Hidden in your iPhone preferences is section called “Battery” and it contains a lot of interesting information. Technically it’s recording how certain apps consume your battery. But with the click of a setting, you can suddenly see all of your iPhone usage data as an amount of time. You can even know your actual screentime on these individual apps.
In this post, we will how you how to find this area and some simple techniques to log your usage as well as how you might use this data for self-improvement.
How to Get Your Basic iPhone Usage Stats
Personally, I believe that one of the most important things we can do in our lives is be aware of what we are doing. For me this means self-tracking and in particular understanding my time. Since I work on the computer a lot of my time is computing time and RescueTime is perfect tool. Unfortunately no such tool exists (or can exist) on iPhone.
Fortunately, there are a couple approaches to tracking your phone usage.
If you use an Android Phone, I recommend installing and setting up RescueTime.
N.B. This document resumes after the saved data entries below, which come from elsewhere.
/*
 * Copyright (c) 2003-2003-2023. Trevor Campbell and others.
 *
 * This file is part of Kelpie Flight Route.
 *
 * Kelpie Flight Route is free software; you can redistribute it and/or modify
 * it under the terms of the GNU General Public License as published by
 * the Free Software Foundation; either version 2 of the License, or
 * (at your option) any later version.
 *
 * Kelpie Flight Route is distributed in the hope that it will be useful,
 * but WITHOUT ANY WARRANTY; without even the implied warranty of
 * MERCHANTABILITY or FITNESS FOR A PARTICULAR PURPOSE.  See the
 * GNU General Public License for more details.
 *
 * You should have received a copy of the GNU General Public License
 * along with Kelpie Flight Route; if not, write to the Free Software
 * Foundation, Inc., 59 Temple Place, Suite 330, Boston, MA  02111-1307  USA
 *
 * Contributors:
 *      Trevor Campbell
 *
 */
#![forbid(unsafe_code)]

use rolling_file::{BasicRollingFileAppender, RollingConditionBasic};
use simplelog::{ColorChoice, CombinedLogger, Config, ConfigBuilder, TermLogger, TerminalMode, WriteLogger};
use log::LevelFilter;
use std::error::Error;

pub mod distance_format;
pub mod info;
pub mod lat_long_format;
pub mod route_store;
pub mod speed_format;

const LOG_FILE: &str = "kelpie-route.log";

pub struct Logger;

impl Logger {
    /// Logs to the terminal at `term_level` and, when the home directory is
    /// writable, to a rolling log file at Info.
    pub fn new(term_level: LevelFilter) -> Self {
        Self::init_logger(term_level);
        Logger
    }
    fn init_logger(term_level: LevelFilter) {
        if let Some(home_path) = home::home_dir() {
            let log_path = home_path.join(LOG_FILE);
            let condition = RollingConditionBasic::new()
                .daily()
                .max_size(1024 * 1024);
            let file_appender =
                BasicRollingFileAppender::new(log_path, condition, 2);
            match file_appender {
                Ok(file) => {
                    let config = ConfigBuilder::new()
                        .set_time_offset_to_local()
                        .unwrap_or_else(|builder| builder)
                        .build();
                    let config2 = ConfigBuilder::new()
                        .set_location_level(LevelFilter::Error)
                        .set_time_format_rfc3339()
                        .set_time_offset_to_local()
                        .unwrap_or_else(|builder| builder)
                        .build();
                    CombinedLogger::init(vec![
                        TermLogger::new(
                            term_level,
                            config,
                            TerminalMode::Mixed,
                            ColorChoice::Auto,
                        ),
                        WriteLogger::new(
                            LevelFilter::Info,
                            config2,
                            file,
                        ),
                    ]).unwrap_or_else(|e| {
                        Self::print_error(&e);
                    });
                    return;
                }
                Err(e) => {
                    Self::print_error(&e);
                }
            }
        }
        TermLogger::init(
            term_level,
            Config::default(),
            TerminalMode::Mixed,
            ColorChoice::Auto,
        ).unwrap_or_else(|e| {
            Self::print_error(&e);
        });
    }

    fn print_error(e: &dyn Error) {
        eprintln!("Unable to initiate logger: {}", e);
    }
}

impl Drop for Logger {
    fn drop(&mut self) {
        log::logger().flush();
    }
}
RescueTime is background tracker that passively tracks your usage. I use it continuously to track my computer usage time.
There are also a number of iPhone apps that make clever usage of your phone’s GPS to record when you open and close your phone and then, in turn, create an overall usage log. Moment is a good example of this.
Since iOS 9, Apple iPhones and iPads added a section that exposes your overall battery usage and breaks it down app-by-app.
To get to this section, you go to Settings and open up the area called “Battery.” This section has two settings: one for putting your phone in low power mode and another for showing battery percentage in the status bar.
Below those settings is your battery usage. This is shows you the battery usage of your apps in percentage. If you click the “clock” icon you’ll get the usage time of that icon on screen and in the background. Furthermore you can get this data for the last 24 hours and the last 7 days:
You’ve got data!
Recording and Storing Your iPhone Usage
Personally, I think it’s important to consider how and how much we use certain technologies. RescueTime has been my favorite tool to help me refine how I use my computer time to do productive and meaningful work. By looking at the numbers and setting up processes and notifications, I was able to work less on my computer while getting the same or greater output of work.
There is no automatic way to export your iPhone usage data. At the time of writing, your best option is taking screenshots.
Each week I do a weekly review. It’s quite useful for self-development and overall personal organization. I track a lot of data points, and considering how much we use our phones, I have started to include my iPhone usage too.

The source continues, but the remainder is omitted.